Però non sempre le cause della morte erano comprensibili/spiegabili e questo rischio aumentava se si acquistavano dei “tamagotchi contraffatti”. Infatti erano molto diffuse delle versioni pirata, magari con protagonista o un globo informe, oppure un draghetto o anche, addirittura, un simil-Pikachu. Queste versioni non ufficiali erano affette da gravissimi bug che comportavano morti improvvise dei protagonisti. Anche se non è mai stato confermato, da più parti gira voce che fosse stata commercializzata una versione con una patch “zombie”. In questo specifico caso la morte dell’animaletto rappresentava non la fine ma, di fatto, l’inizio dell’avventura con una nuova ambientazione tra tombe e lapidi.

 

 

Già nella gestione del tamagotchi si potevano intuire i futuri destini dei bambini anni Novanta: la donna o l’uomo di successo del domani tenevano splendidamente il loro animaletto che via via cresceva sino a diventare un dolcissimo e pingue pennuto.
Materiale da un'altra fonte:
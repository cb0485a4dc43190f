//! Job orchestration: the one entry point the transport layer talks to.
//!
//! `JobOrchestrator` combines the job store, the admission gate and the archive
//! pipeline. Its methods are organized by concern:
//! - [`jobs`] - Create, extend and inspect jobs
//! - [`lifecycle`] - Shutdown and drain

mod jobs;
mod lifecycle;

#[allow(clippy::unwrap_used, clippy::expect_used)]
#[cfg(test)]
mod tests;

use crate::config::Config;
use crate::error::Result;
use crate::gate::{AdmissionGate, AdmissionPermit};
use crate::pipeline::ArchivePipeline;
use crate::store::{InMemoryJobStore, JobStore};
use crate::types::JobId;
use std::collections::HashMap;
use std::sync::Arc;
use std::sync::atomic::AtomicBool;
use tokio_util::task::TaskTracker;

/// Main service instance (cloneable - all fields are Arc-wrapped)
#[derive(Clone)]
pub struct JobOrchestrator {
    /// Job registry
    pub(crate) store: Arc<dyn JobStore>,
    /// Bounds concurrent archive pipelines
    pub(crate) gate: AdmissionGate,
    /// Archive worker shared by all pipeline runs
    pub(crate) pipeline: Arc<ArchivePipeline>,
    /// Slots reserved at creation, held until the job's pipeline run ends
    pub(crate) reservations: Arc<tokio::sync::Mutex<HashMap<JobId, AdmissionPermit>>>,
    /// In-flight pipeline runs
    pub(crate) tasks: TaskTracker,
    /// Cleared when shutdown starts
    pub(crate) accepting_new: Arc<AtomicBool>,
    /// Configuration
    pub(crate) config: Arc<Config>,
}

impl JobOrchestrator {
    /// Create an orchestrator backed by a fresh in-memory store
    pub fn new(config: Config) -> Result<Self> {
        Self::with_store(config, Arc::new(InMemoryJobStore::new()))
    }

    /// Create an orchestrator over an existing store
    pub fn with_store(config: Config, store: Arc<dyn JobStore>) -> Result<Self> {
        config.validate()?;

        let gate = AdmissionGate::new(config.processing.max_processing_tasks);
        let pipeline = Arc::new(ArchivePipeline::new(store.clone(), gate.clone(), &config)?);

        tracing::info!(
            max_processing_tasks = config.processing.max_processing_tasks,
            admission = ?config.processing.admission,
            storage_dir = %config.storage.storage_dir.display(),
            "Job orchestrator ready"
        );

        Ok(Self {
            store,
            gate,
            pipeline,
            reservations: Arc::new(tokio::sync::Mutex::new(HashMap::new())),
            tasks: TaskTracker::new(),
            accepting_new: Arc::new(AtomicBool::new(true)),
            config: Arc::new(config),
        })
    }

    /// Configuration this orchestrator was built with
    pub fn config(&self) -> &Config {
        &self.config
    }

    /// Free admission slots right now
    pub fn available_slots(&self) -> usize {
        self.gate.available()
    }

    /// Slots held by jobs that have not reached `Ready` yet
    pub async fn reserved_slots(&self) -> usize {
        self.reservations.lock().await.len()
    }

    /// Number of pipeline runs still in flight
    pub fn active_pipelines(&self) -> usize {
        self.tasks.len()
    }
}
I più scapestrati invece riducevano il loro amichetto ad un ammasso di piuma ed ossa, il più delle volte malaticcio e con una zampa, anzi due, nella fossa. In fondo sempre meglio che accanirsi su qualche animale vivo per davvero: con il Tamagotchi si sono salvati da “morte certa” una cifra incalcolabile di pesci rossi, tartarughine, cocorite e criceti o roditori in generale.